Configure a new Location

• 1. Click Clients in the left navigation bar.
  2. Under "View Clients" select the parent group you would like to apply the new location to.
  3. Select the "Policies" tab.
  4. Under Tasks, click "Manage Locations".
  5. Near the bottom of the "Locations:" section, click Add.
  6. Enter a Name for your location, a Description (if desired), and click OK.
  7. Ensure that the "Enable this location" option is checked.
  8. At the "Switch to this location when:" section, click Add.
  9. In the "Specify Location Criteria" window, select a desired criteria type in the drop down menu.
     • 1. Select "Management Server Connection" and select "If the computer cannot connect to the management server"
       2. Add any additional conditions using the AND/OR criteria (if desired).
  10. Click OK.
  11. Adjust the location check interval (if desired).
  12. Check the Enable location change notification box, if you wish a notification message to be displayed when the criteria for location change has been met.
  13. Click OK to complete the process. Your new Location appears under the Policies tab.

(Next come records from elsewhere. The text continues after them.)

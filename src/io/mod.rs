mod local;

pub use local::LocalFileReader;

use std::io;

/// Trait for random access reading from a data source
pub trait ReadAt: Send + Sync {
    /// Read data at the specified offset into the buffer
    fn read_at(&self, offset: u64, buf: &mut [u8]) -> io::Result<usize>;

    /// Get the total size of the data source
    fn size(&self) -> u64;

    /// Fill `buf` completely from `offset`, failing with `UnexpectedEof` on a short read
    fn read_exact_at(&self, mut offset: u64, mut buf: &mut [u8]) -> io::Result<()> {
        while !buf.is_empty() {
            match self.read_at(offset, buf) {
                Ok(0) => {
                    return Err(io::Error::new(
                        io::ErrorKind::UnexpectedEof,
                        "failed to fill whole buffer",
                    ));
                }
                Ok(n) => {
                    buf = &mut buf[n..];
                    offset += n as u64;
                }
                Err(e) if e.kind() == io::ErrorKind::Interrupted => {}
                Err(e) => return Err(e),
            }
        }
        Ok(())
    }
}

/// In-memory archives, used when the whole container is already buffered.
impl ReadAt for [u8] {
    fn read_at(&self, offset: u64, buf: &mut [u8]) -> io::Result<usize> {
        let Ok(start) = usize::try_from(offset) else {
            return Ok(0);
        };
        if start >= self.len() {
            return Ok(0);
        }
        let n = buf.len().min(self.len() - start);
        buf[..n].copy_from_slice(&self[start..start + n]);
        Ok(n)
    }

    fn size(&self) -> u64 {
        self.len() as u64
    }
}

impl ReadAt for Vec<u8> {
    fn read_at(&self, offset: u64, buf: &mut [u8]) -> io::Result<usize> {
        self.as_slice().read_at(offset, buf)
    }

    fn size(&self) -> u64 {
        self.len() as u64
    }
}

Just want to direct SEP client to “look” for local GUP from where ever they access the network (any IP subnet)?

Is this possible?

Using location awareness, the clients will "know" where they are - by IP or subnet and communicate with the closest SEPM / GUP.

There are many links to different articles in the one.

This should do what you are looking to do.

First off, there's no inate ability for a SEP client to actively search a subnet for a GUP.  All SEP Clients receive a list of the GUPs (if you're using the Multiple GUP implementation) and it picks the GUP from that list that is on the same subnet.  If it can't find one, then it will go to the Backup GUP or SEPM.

Also, there is no way of getting a client to do a LiveUpdate from Symantec if it cannot locate a GUP.  The closest thing you're looking at is the LiveUpdate Schedule skipping options within the LU policy.  These options can tell a client to do LiveUpdate from Symantec if it's defs are too old (2days?) or hasn't contacted a SEPM in a while.

This is all further complicated by the fact you have three replicating SEP Sites.

In theory, you should be able to create a single LU policy that uses the Multiple GUP option to list all your GUPs (dunno if there is a limit to the number of GUPs that can be defined).  This will sort out the "Use a GUP if there is one" requirement.

The bit that complicates this is how your SEP Sites work (i.e. in the event of a SEPM failure, can the SEP Clients from Site A contact the SEPM in site B?  If so, then you will also need to enable  Location Awareness for your mobile clients to ensure they use the closest SEPM.  Each location will have a different Management Server List to idenfiy the SEPM for that site as the highest priority.

The reason this is required is because without it, you could end up in a scenario where a client from Site A is heartbeating to the SEPM ins Site A, but contacting a GUP in Site B.  In which case it'll likely fail.

Configuring multiple GUP is a simple solution. The machines will look for a GUP in the same subnet failing which they will contact the failover GUP. You can also configure them to get the updates from SEPM if they are unable to get the definitions after a period of time.

Using location awareness is a little complicated, but is efficient. You can create a location for every GUP and the locations conditions should be the IPrange which should correspond to that GUP. Then create an LU policy with the specific GUP and assign to the location.

Both the option works, we have tested.

Location awareness and a LiveUpdate policy for each location are the way to go.

You can create a location for a range of subnets, create a LiveUpdate policy for that location with that GUP (or multiple GUPS) designated, and then assign the policy to that location.

You have to carefully plan where to manage your locations. If you have multiple or nested groups, manage your locations at the top level. That way if a PC goes to a different location, those location policies will apply. You have to be mindful about groups that do not inherit policies. You'll see that when you go to assign the new policies.